Sepiring Kasoami di Kota Ambon


pemandangan di Lapangan Merdeka, Ambon


SEBAGAI orang Buton, saya selalu berkeinginan untuk mencari makanan khas Buton di manapun saya berkunjung. Betapa girangnya saya saat singgah di Ambon, Maluku, dan menemukan banyak makanan khas Buton di warung-warung. Tanah Ambon menjadi kampung halaman kedua yang menautkan seluruh kenangan atas tanah kelahiran.

***

IBU itu mempersilakan saya masuk ke warung. Tak jauh dari Ambon Plaza, saya singgah ke warung itu demi merasakan seafood paling enak di Tanah Ambon. Sebelum menjelajah kuliner, saya telah bertanya ke banyak orang. Rata-rata merekomendasikan beberapa warung di jalan kecil dekat Ambon Plaza.

Saat melintas, saya merasakan seakan-akan berada di kampung halaman di Pulau Buton. Beberapa nama warung di situ cukup familiar. Ada warung bernama Tindoi, Wangi-wangi, hingga warung Lipu.Terdapat juga satu warung bernama Gulamas. Bagi warga Ambon, nama-nama itu mungkin akan membingungkan. Tapi saya sangat familiar dengan nama-nama itu sebab merupakan nama tempat di jazirah Buton Raya.
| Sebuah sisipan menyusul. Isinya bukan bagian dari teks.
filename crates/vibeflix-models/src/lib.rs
//! # Vibeflix Models
//!
//! Database entities, request DTOs and response shapes for the Vibeflix API.
//! Every type serializes with camelCase keys.
//!
//! # Modules
//!
//! - [`ids`]: strongly-typed entity ids
//! - [`users`]: users, students administration DTOs
//! - [`auth`]: login and registration payloads
//! - [`courses`], [`lessons`], [`lesson_plans`]: catalogue content
//! - [`enrollments`]: student ↔ course access rows
//! - [`notes`], [`comments`], [`completions`]: per-lesson student activity

pub mod auth;
pub mod comments;
pub mod completions;
pub mod courses;
pub mod enrollments;
pub mod ids;
pub mod lesson_plans;
pub mod lessons;
pub mod notes;
pub mod serde_helpers;
pub mod users;
pub mod validation;

pub use ids::{
    CommentId, CompletionId, CourseId, EnrollmentId, LessonId, LessonPlanId, NoteId, UserId,
};
pub use vibeflix_auth::Role;
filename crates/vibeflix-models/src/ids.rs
//! Strongly-typed id newtypes.
//!
//! Each entity gets its own wrapper around `Uuid` so a `LessonId` can never be
//! bound where a `CourseId` is expected.
//!
//! ```ignore
//! fn lesson_page(course: CourseId, lesson: LessonId) { /* ... */ }
//!
//! lesson_page(course_id, lesson_id);    // OK
//! // lesson_page(lesson_id, course_id); // type mismatch
//! ```

use serde::{Deserialize, Serialize};
use sqlx::{
    Database, Decode, Encode, Type,
    postgres::{PgHasArrayType, PgTypeInfo},
};
use std::fmt;
use utoipa::ToSchema;
use uuid::Uuid;

macro_rules! define_id {
    (
        $(#[$meta:meta])*
        $name:ident
    ) => {
        $(#[$meta])*
        #[derive(Clone, Copy, PartialEq, Eq, Hash, Serialize, ToSchema)]
        #[schema(value_type = String, format = "uuid")]
        pub struct $name(pub Uuid);

        impl $name {
            #[inline]
            pub fn new() -> Self {
                Self(Uuid::new_v4())
            }

            #[inline]
            pub const fn from_uuid(uuid: Uuid) -> Self {
                Self(uuid)
            }

            #[inline]
            pub const fn into_inner(self) -> Uuid {
                self.0
            }

            #[inline]
            pub const fn as_uuid(&self) -> &Uuid {
                &self.0
            }
        }

        impl Default for $name {
            fn default() -> Self {
                Self::new()
            }
        }

        impl fmt::Debug for $name {
            fn fmt(&self, f: &mut fmt::Formatter<'_>) -> fmt::Result {
                write!(f, "{}({})", stringify!($name), self.0)
            }
        }

        impl fmt::Display for $name {
            fn fmt(&self, f: &mut fmt::Formatter<'_>) -> fmt::Result {
                write!(f, "{}", self.0)
            }
        }

        impl From<Uuid> for $name {
            #[inline]
            fn from(uuid: Uuid) -> Self {
                Self(uuid)
            }
        }

        impl From<$name> for Uuid {
            #[inline]
            fn from(id: $name) -> Uuid {
                id.0
            }
        }

        impl std::str::FromStr for $name {
            type Err = uuid::Error;

            fn from_str(s: &str) -> Result<Self, Self::Err> {
                Uuid::parse_str(s).map(Self)
            }
        }

        impl Type<sqlx::Postgres> for $name {
            fn type_info() -> PgTypeInfo {
                <Uuid as Type<sqlx::Postgres>>::type_info()
            }

            fn compatible(ty: &PgTypeInfo) -> bool {
                <Uuid as Type<sqlx::Postgres>>::compatible(ty)
            }
        }

        impl<'q> Encode<'q, sqlx::Postgres> for $name {
            fn encode_by_ref(
                &self,
                buf: &mut <sqlx::Postgres as Database>::ArgumentBuffer<'q>,
            ) -> Result<sqlx::encode::IsNull, sqlx::error::BoxDynError> {
                <Uuid as Encode<'q, sqlx::Postgres>>::encode_by_ref(&self.0, buf)
            }
        }

        impl<'r> Decode<'r, sqlx::Postgres> for $name {
            fn decode(
                value: <sqlx::Postgres as Database>::ValueRef<'r>,
            ) -> Result<Self, sqlx::error::BoxDynError> {
                <Uuid as Decode<'r, sqlx::Postgres>>::decode(value).map(Self)
            }
        }

        impl PgHasArrayType for $name {
            fn array_type_info() -> PgTypeInfo {
                <Uuid as PgHasArrayType>::array_type_info()
            }
        }

        impl<'de> Deserialize<'de> for $name {
            fn deserialize<D>(deserializer: D) -> Result<Self, D::Error>
            where
                D: serde::Deserializer<'de>,
            {
                Uuid::deserialize(deserializer).map(Self)
            }
        }
    };
}

define_id!(
    /// Id of a user (admin or student).
    UserId
);

define_id!(CourseId);

define_id!(LessonId);

define_id!(LessonPlanId);

define_id!(
    /// Id of a (user, course) enrollment row.
    EnrollmentId
);

define_id!(NoteId);

define_id!(CommentId);

define_id!(CompletionId);
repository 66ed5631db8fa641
//! Authentication payloads, re-exported from `vibeflix-models`.

pub use vibeflix_models::auth::*;
pub use vibeflix_models::users::User;
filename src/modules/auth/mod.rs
pub mod controller;
pub mod model;
pub mod router;
pub mod service;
Seorang ibu mempersilakan saya untuk masuk ke dalam warung. Saya lalu memesan ikan bobara. Ibu itu lalu datang membawakan colo-colo, sejenis lalapan yang di dalamnya terdapat tomat, irisan mangga, sambal, dan juga perasan jeruk. Melihatnya, saya langsung kelaparan dan tak sabar untuk segera makan.

Di lemari kaca, saya melihat nampan yang berisikan kerucut-kerucut berwarna kuning. Saya penasaran dan mendekatinya. Ibu itu lalu berkata, “itu namanya soami, makanan khas kota Ambon.” Di mata saya, makanan itu adalah kasoami, makanan khas Buton. Makanan ini adalah makanan pokok pengganti beras. Makanan ini pula yang dibawa para nelayan ketika melaut.
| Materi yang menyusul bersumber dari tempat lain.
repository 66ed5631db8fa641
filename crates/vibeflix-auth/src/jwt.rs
//! Session token codec.
//!
//! Tokens are compact JWS strings signed with HMAC-SHA256 using the single
//! process-wide secret from [`JwtConfig`]. A token is valid for
//! `session_expiry` seconds from the moment it was signed.
//!
//! # Example
//!
//! ```ignore
//! let token = encode_session(&payload, &jwt_config)?;
//! let claims = decode_session(&token, &jwt_config)?;
//! assert_eq!(claims.payload(), payload);
//! ```

use chrono::Utc;
use jsonwebtoken::{
    Algorithm, DecodingKey, EncodingKey, Header, Validation, decode, encode, errors::ErrorKind,
};
use thiserror::Error;

use vibeflix_config::JwtConfig;

use crate::claims::{SessionClaims, SessionPayload};

#[derive(Debug, Error)]
pub enum TokenError {
    #[error("token signature does not match")]
    InvalidSignature,
    #[error("token has expired")]
    Expired,
    #[error("token is malformed")]
    Malformed,
    #[error("failed to sign token: {0}")]
    Encoding(String),
}

/// Signs `payload` with a fresh validity window starting now.
pub fn encode_session(payload: &SessionPayload, config: &JwtConfig) -> Result<String, TokenError> {
    encode_session_at(payload, Utc::now().timestamp(), config)
}

/// Signs `payload` as if it had been issued at `issued_at`.
pub fn encode_session_at(
    payload: &SessionPayload,
    issued_at: i64,
    config: &JwtConfig,
) -> Result<String, TokenError> {
    let claims = SessionClaims {
        user_id: payload.user_id,
        email: payload.email.clone(),
        role: payload.role,
        iat: issued_at,
        exp: issued_at + config.session_expiry,
    };

    encode(
        &Header::new(Algorithm::HS256),
        &claims,
        &EncodingKey::from_secret(config.secret.as_bytes()),
    )
    .map_err(|e| TokenError::Encoding(e.to_string()))
}

/// Verifies signature and expiry and returns the claims.
///
/// There is no leeway on expiry: a token whose `exp` has been reached is
/// already expired. There is no database lookup either, so a user removed
/// after issuance keeps a decodable token until it expires.
pub fn decode_session(token: &str, config: &JwtConfig) -> Result<SessionClaims, TokenError> {
    let mut validation = Validation::new(Algorithm::HS256);
    validation.leeway = 0;
    validation.validate_exp = true;
    validation.set_required_spec_claims(&["exp"]);

    decode::<SessionClaims>(
        token,
        &DecodingKey::from_secret(config.secret.as_bytes()),
        &validation,
    )
    .map_err(|e| match e.kind() {
        ErrorKind::InvalidSignature => TokenError::InvalidSignature,
        ErrorKind::ExpiredSignature => TokenError::Expired,
        _ => TokenError::Malformed,
    })
    .and_then(|data| {
        // jsonwebtoken still accepts exp == now
        if data.claims.exp <= Utc::now().timestamp() {
            Err(TokenError::Expired)
        } else {
            Ok(data.claims)
        }
    })
}

#[cfg(test)]
mod tests {
    use super::*;
    use crate::role::Role;
    use uuid::Uuid;

    fn config(secret: &str) -> JwtConfig {
        JwtConfig {
            secret: secret.to_string(),
            ..JwtConfig::default()
        }
    }

    fn payload(role: Role) -> SessionPayload {
        SessionPayload {
            user_id: Uuid::new_v4(),
            email: "aluno@vibeflix.com".to_string(),
            role,
        }
    }

    #[test]
    fn test_round_trip_preserves_payload() {
        let config = config("round-trip-secret");
        let payload = payload(Role::Student);

        let token = encode_session(&payload, &config).unwrap();
        let claims = decode_session(&token, &config).unwrap();

        assert_eq!(claims.payload(), payload);
        assert_eq!(claims.exp - claims.iat, config.session_expiry);
    }

    #[test]
    fn test_token_from_other_secret_is_rejected() {
        let token = encode_session(&payload(Role::Admin), &config("secret-a")).unwrap();
        let result = decode_session(&token, &config("secret-b"));
        assert!(matches!(result, Err(TokenError::InvalidSignature)));
    }

    #[test]
    fn test_expired_token_is_rejected() {
        let config = config("expiry-secret");
        let issued_at = Utc::now().timestamp() - config.session_expiry - 60;

        let token = encode_session_at(&payload(Role::Student), issued_at, &config).unwrap();
        let result = decode_session(&token, &config);

        assert!(matches!(result, Err(TokenError::Expired)));
    }

    #[test]
    fn test_token_at_exact_expiry_is_rejected() {
        let config = config("boundary-secret");
        let issued_at = Utc::now().timestamp() - config.session_expiry;

        let token = encode_session_at(&payload(Role::Student), issued_at, &config).unwrap();
        let result = decode_session(&token, &config);

        assert!(matches!(result, Err(TokenError::Expired)));
    }

    #[test]
    fn test_token_inside_window_is_accepted() {
        let config = config("window-secret");
        let issued_at = Utc::now().timestamp() - config.session_expiry + 120;

        let token = encode_session_at(&payload(Role::Student), issued_at, &config).unwrap();
        assert!(decode_session(&token, &config).is_ok());
    }

    #[test]
    fn test_garbage_is_malformed() {
        let result = decode_session("not.a.token", &config("any"));
        assert!(matches!(result, Err(TokenError::Malformed)));

        let result = decode_session("", &config("any"));
        assert!(matches!(result, Err(TokenError::Malformed)));
    }

    #[test]
    fn test_tampered_payload_is_rejected() {
        let config = config("tamper-secret");
        let token = encode_session(&payload(Role::Student), &config).unwrap();

        let mut parts: Vec<&str> = token.split('.').collect();
        let forged = encode_session(&payload(Role::Admin), &config).unwrap();
        let forged_body = forged.split('.').nth(1).unwrap().to_string();
        parts[1] = &forged_body;
        let spliced = parts.join(".");

        assert!(decode_session(&spliced, &config).is_err());
    }
}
“Kalau tak salah, soami itu dari Buton khan” tanya saya.
“Iya. Memang dari Buton. Kami juga dari Buton, tapi sudah lama di Ambon,” katanya.
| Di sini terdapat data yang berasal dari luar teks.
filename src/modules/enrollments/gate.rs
//! Per-course and per-lesson authorization for signed-in users.
//!
//! Admins pass unconditionally. Students need an active enrollment in the
//! course and, for a lesson, the lesson must be published. The decision rules
//! are plain functions so handlers and page views share one policy and only
//! differ in how a denial is rendered.

use sqlx::PgPool;
use tracing::{debug, instrument};

use vibeflix_auth::Role;
use vibeflix_core::AppError;
use vibeflix_models::courses::Course;
use vibeflix_models::enrollments::Enrollment;
use vibeflix_models::lessons::Lesson;
use vibeflix_models::{CourseId, LessonId};

use super::service::EnrollmentService;
use crate::metrics::track_enrollment_denied;
use crate::middleware::auth::AuthUser;
use crate::middleware::gate::FORBIDDEN;
use crate::modules::courses::service::CourseService;
use crate::modules::lessons::service::LessonService;

pub const COURSE_NOT_FOUND: &str = "Curso não encontrado";
pub const LESSON_NOT_FOUND: &str = "Aula não encontrada";
pub const LESSON_UNAVAILABLE: &str = "Aula não disponível";

#[derive(Debug, Clone, Copy, PartialEq, Eq)]
pub enum AccessDenied {
    NotFound(&'static str),
    NotEnrolled,
    Unpublished,
}

impl AccessDenied {
    fn reason(self) -> &'static str {
        match self {
            AccessDenied::NotFound(_) => "not_found",
            AccessDenied::NotEnrolled => "not_enrolled",
            AccessDenied::Unpublished => "unpublished",
        }
    }
}

#[derive(Debug)]
pub enum GateError {
    Denied(AccessDenied),
    Failed(AppError),
}

impl From<AppError> for GateError {
    fn from(err: AppError) -> Self {
        GateError::Failed(err)
    }
}

impl GateError {
    /// JSON rendering for `/api` handlers.
    ///
    /// Students never learn whether a course or lesson exists: a missing
    /// resource and a missing enrollment are both 403.
    pub fn into_api_error(self, role: Role) -> AppError {
        match self {
            GateError::Failed(err) => err,
            GateError::Denied(AccessDenied::NotFound(message)) if role.is_admin() => {
                AppError::not_found(anyhow::anyhow!(message))
            }
            GateError::Denied(AccessDenied::Unpublished) => {
                AppError::forbidden(LESSON_UNAVAILABLE.to_string())
            }
            GateError::Denied(_) => AppError::forbidden(FORBIDDEN.to_string()),
        }
    }
}

pub fn evaluate_course_access(
    role: Role,
    enrollment: Option<&Enrollment>,
) -> Result<(), AccessDenied> {
    if role.is_admin() {
        return Ok(());
    }

    match enrollment {
        Some(enrollment) if enrollment.is_active => Ok(()),
        _ => Err(AccessDenied::NotEnrolled),
    }
}

pub fn evaluate_lesson_access(
    role: Role,
    enrollment: Option<&Enrollment>,
    lesson: &Lesson,
) -> Result<(), AccessDenied> {
    evaluate_course_access(role, enrollment)?;

    if !role.is_admin() && !lesson.is_published {
        return Err(AccessDenied::Unpublished);
    }

    Ok(())
}

#[derive(Debug, Clone)]
pub struct CourseAccess {
    pub course: Course,
    pub enrollment: Option<Enrollment>,
}

#[derive(Debug, Clone)]
pub struct LessonAccess {
    pub lesson: Lesson,
    pub enrollment: Option<Enrollment>,
}

pub struct EnrollmentGate;

impl EnrollmentGate {
    #[instrument(skip(db, viewer), fields(user_id = %viewer.user_id(), role = %viewer.role()))]
    pub async fn authorize_course(
        db: &PgPool,
        viewer: &AuthUser,
        course_id: CourseId,
    ) -> Result<CourseAccess, GateError> {
        let Some(course) = CourseService::find(db, course_id).await? else {
            return Err(deny(AccessDenied::NotFound(COURSE_NOT_FOUND)));
        };

        let enrollment = Self::enrollment_for(db, viewer, course_id).await?;
        evaluate_course_access(viewer.role(), enrollment.as_ref()).map_err(deny)?;

        Ok(CourseAccess { course, enrollment })
    }

    #[instrument(skip(db, viewer), fields(user_id = %viewer.user_id(), role = %viewer.role()))]
    pub async fn authorize_lesson(
        db: &PgPool,
        viewer: &AuthUser,
        lesson_id: LessonId,
    ) -> Result<LessonAccess, GateError> {
        let Some(lesson) = LessonService::find(db, lesson_id).await? else {
            return Err(deny(AccessDenied::NotFound(LESSON_NOT_FOUND)));
        };

        let enrollment = Self::enrollment_for(db, viewer, lesson.course_id).await?;
        evaluate_lesson_access(viewer.role(), enrollment.as_ref(), &lesson).map_err(deny)?;

        Ok(LessonAccess { lesson, enrollment })
    }

    /// Same as [`authorize_lesson`](Self::authorize_lesson), rendered for `/api`.
    pub async fn require_lesson(
        db: &PgPool,
        viewer: &AuthUser,
        lesson_id: LessonId,
    ) -> Result<LessonAccess, AppError> {
        Self::authorize_lesson(db, viewer, lesson_id)
            .await
            .map_err(|e| e.into_api_error(viewer.role()))
    }

    /// Same as [`authorize_course`](Self::authorize_course), rendered for `/api`.
    pub async fn require_course(
        db: &PgPool,
        viewer: &AuthUser,
        course_id: CourseId,
    ) -> Result<CourseAccess, AppError> {
        Self::authorize_course(db, viewer, course_id)
            .await
            .map_err(|e| e.into_api_error(viewer.role()))
    }

    async fn enrollment_for(
        db: &PgPool,
        viewer: &AuthUser,
        course_id: CourseId,
    ) -> Result<Option<Enrollment>, AppError> {
        if viewer.is_admin() {
            return Ok(None);
        }
        EnrollmentService::find(db, viewer.user_id(), course_id).await
    }
}

fn deny(denied: AccessDenied) -> GateError {
    debug!(reason = denied.reason(), "Enrollment gate denied access");
    track_enrollment_denied(denied.reason());
    GateError::Denied(denied)
}

#[cfg(test)]
mod tests {
    use super::*;
    use axum::http::StatusCode;
    use chrono::Utc;
    use vibeflix_models::{EnrollmentId, UserId};

    fn enrollment(is_active: bool) -> Enrollment {
        let now = Utc::now();
        Enrollment {
            id: EnrollmentId::new(),
            user_id: UserId::new(),
            course_id: CourseId::new(),
            is_active,
            enrolled_at: now,
            updated_at: now,
        }
    }

    fn lesson(is_published: bool) -> Lesson {
        let now = Utc::now();
        Lesson {
            id: LessonId::new(),
            title: "Introdução".to_string(),
            description: None,
            video_url: "https://youtu.be/dQw4w9WgXcQ".to_string(),
            thumbnail: None,
            order: 0,
            duration: None,
            is_published,
            course_id: CourseId::new(),
            created_at: now,
            updated_at: now,
        }
    }

    #[test]
    fn test_admin_bypasses_enrollment() {
        assert!(evaluate_course_access(Role::Admin, None).is_ok());
        assert!(evaluate_lesson_access(Role::Admin, None, &lesson(false)).is_ok());
    }

    #[test]
    fn test_student_needs_active_enrollment() {
        assert_eq!(
            evaluate_course_access(Role::Student, None),
            Err(AccessDenied::NotEnrolled)
        );
        assert_eq!(
            evaluate_course_access(Role::Student, Some(&enrollment(false))),
            Err(AccessDenied::NotEnrolled)
        );
        assert!(evaluate_course_access(Role::Student, Some(&enrollment(true))).is_ok());
    }

    #[test]
    fn test_student_cannot_open_unpublished_lesson() {
        let active = enrollment(true);
        assert_eq!(
            evaluate_lesson_access(Role::Student, Some(&active), &lesson(false)),
            Err(AccessDenied::Unpublished)
        );
        assert!(evaluate_lesson_access(Role::Student, Some(&active), &lesson(true)).is_ok());
    }

    #[test]
    fn test_enrollment_checked_before_publication() {
        assert_eq!(
            evaluate_lesson_access(Role::Student, None, &lesson(false)),
            Err(AccessDenied::NotEnrolled)
        );
    }

    #[test]
    fn test_api_error_hides_missing_resources_from_students() {
        let err = GateError::Denied(AccessDenied::NotFound(COURSE_NOT_FOUND))
            .into_api_error(Role::Student);
        assert_eq!(err.status, StatusCode::FORBIDDEN);
        assert_eq!(err.error.to_string(), FORBIDDEN);

        let err = GateError::Denied(AccessDenied::NotFound(COURSE_NOT_FOUND))
            .into_api_error(Role::Admin);
        assert_eq!(err.status, StatusCode::NOT_FOUND);
        assert_eq!(err.error.to_string(), COURSE_NOT_FOUND);
    }

    #[test]
    fn test_api_error_for_unpublished_lesson() {
        let err = GateError::Denied(AccessDenied::Unpublished).into_api_error(Role::Student);
        assert_eq!(err.status, StatusCode::FORBIDDEN);
        assert_eq!(err.error.to_string(), LESSON_UNAVAILABLE);
    }

    #[test]
    fn test_api_error_passes_failures_through() {
        let err = GateError::from(AppError::internal_error("boom".to_string()))
            .into_api_error(Role::Student);
        assert_eq!(err.status, StatusCode::INTERNAL_SERVER_ERROR);
    }
}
Saya merasa senang sekali. Saya tak keberatan kalau kasoami itu menjadi kuliner khas Ambon. Bagi saya, makanan adalah satu benda budaya yang senantiasa bergerak mengikuti perpindahan manusia. Ketika orang-orang Buton bermigrasi ke tanah Ambon, mereka jelas membawa kasoami sebagai makanan khas, lalu memperkenalkannya di tanah yang baru, sehingga pada satu saat akan menjadi makanan khas.

sepring soami khas Ambon

Kasoami itu telah melakukan satu perjalanan panjang. Ia menjadi ikon yang menautkan budaya dari orang-orang Buton yang berkelana hingga tanah itu. Jika kemudian ia menjadi bagian dari tradisi dan kuliner khas Ambon, maka itu adalah pertanda dari jejak diaspora manusia yang berpindah dari jazirah Sulawesi ke tanah Maluku.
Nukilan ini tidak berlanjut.